SPECIALIZED SERVICES FOR ATTORNEYS Radogna admits that it was a challenge to grow his business initially, but says that he spent nearly all of his free time reading everything he could about his field, accepting offers to speak at various ethics events, and joining forces with others in the niche area of practice through organizations such as the Association of Discipline Defense Counsel (disciplinedefensecounsel.org) and the Association of Professional Responsibility Lawyers (aprl. net). “This practice area is really small. There are only a handful of attorneys that specialize in this field, and there are even less in Orange County,” he says. “However, it doesn’t matter where my clients reside or what area of the state they practice, I can represent them regardless of where they are based.” During most initial consultations with clients, Radogna explains in complete detail how the complaint, investigation and/or charges will proceed within the State Bar. “I think like an investigator, I know what they need for their investigation and I use that knowledge to defend my clients using a specific strategy to beat the Bar’s case,” he says.
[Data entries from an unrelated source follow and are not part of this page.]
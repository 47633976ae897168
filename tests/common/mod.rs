#![allow(dead_code)]

use std::collections::BTreeSet;
use std::path::Path;

use image::{Rgba, RgbaImage};
use labelpack::model::{Collection, Item, ItemId, Region, RegionBox};
use labelpack::pack::MEDIA_DIR;

/// A small deterministic raster whose pixels depend on the seed.
pub fn raster(width: u32, height: u32, seed: u8) -> RgbaImage {
    RgbaImage::from_fn(width, height, |x, y| {
        Rgba([seed, (x % 251) as u8, (y % 251) as u8, 255])
    })
}

pub fn region(label: &str, x: f64, y: f64, w: f64, h: f64) -> Region {
    Region::new(label, RegionBox::new(x, y, w, h))
}

/// An item with one region per label, spread across the raster.
pub fn item_with_labels(seed: u8, labels: &[&str]) -> Item {
    let image = raster(16, 12, seed);
    let regions = labels
        .iter()
        .enumerate()
        .map(|(i, label)| {
            let offset = i as f64;
            region(label, 4.0 + offset, 3.0 + offset, 2.0, 2.0)
        })
        .collect();
    Item::new(image, regions)
}

/// Three items: two annotated, one without regions.
pub fn sample_collection() -> Collection {
    Collection::from_items(vec![
        item_with_labels(1, &["person", "car"]),
        item_with_labels(2, &["person"]),
        Item::new(raster(8, 8, 3), Vec::new()),
    ])
}

/// The media file names a pack currently holds.
pub fn media_names(pack: &Path) -> BTreeSet<String> {
    labelpack::sync::media_file_names(&pack.join(MEDIA_DIR)).expect("list media dir")
}

/// Flattened view of a collection for comparisons that ignore region
/// ids (regenerated on every load) but respect item identity, labels,
/// geometry, and ordering.
#[derive(Debug, Clone, PartialEq)]
pub struct ItemSem {
    pub id: ItemId,
    pub width: u32,
    pub height: u32,
    pub regions: Vec<(String, f64, f64, f64, f64)>,
}

pub fn collection_semantics(collection: &Collection) -> Vec<ItemSem> {
    collection
        .items
        .iter()
        .map(|item| ItemSem {
            id: item.id,
            width: item.image.width(),
            height: item.image.height(),
            regions: item
                .regions
                .iter()
                .map(|r| {
                    (
                        r.label.clone(),
                        r.bounds.x,
                        r.bounds.y,
                        r.bounds.width,
                        r.bounds.height,
                    )
                })
                .collect(),
        })
        .collect()
}

/// Like [`collection_semantics`] but with item ids blanked, for
/// comparing across an export round trip where ids are regenerated.
pub fn collection_semantics_anonymous(collection: &Collection) -> Vec<ItemSem> {
    let mut sems = collection_semantics(collection);
    for sem in &mut sems {
        sem.id = ItemId::from_uuid(uuid::Uuid::nil());
    }
    sems
}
His services include drafting written responses to the analyst or investigator with the goal of having the complaint resolved prior to the filing of charges, and includes all pretrial, trial and appeal work as well. In addition to representing clients with their State Bar complaints, Radogna also provides representations in the areas of moral character/admissions, reinstatements after resignation or disbarment, and tailored counseling in the areas of ethics based on Radogna’s experience and knowledge of both the California Rules of Professional Conduct and the State Bar Act.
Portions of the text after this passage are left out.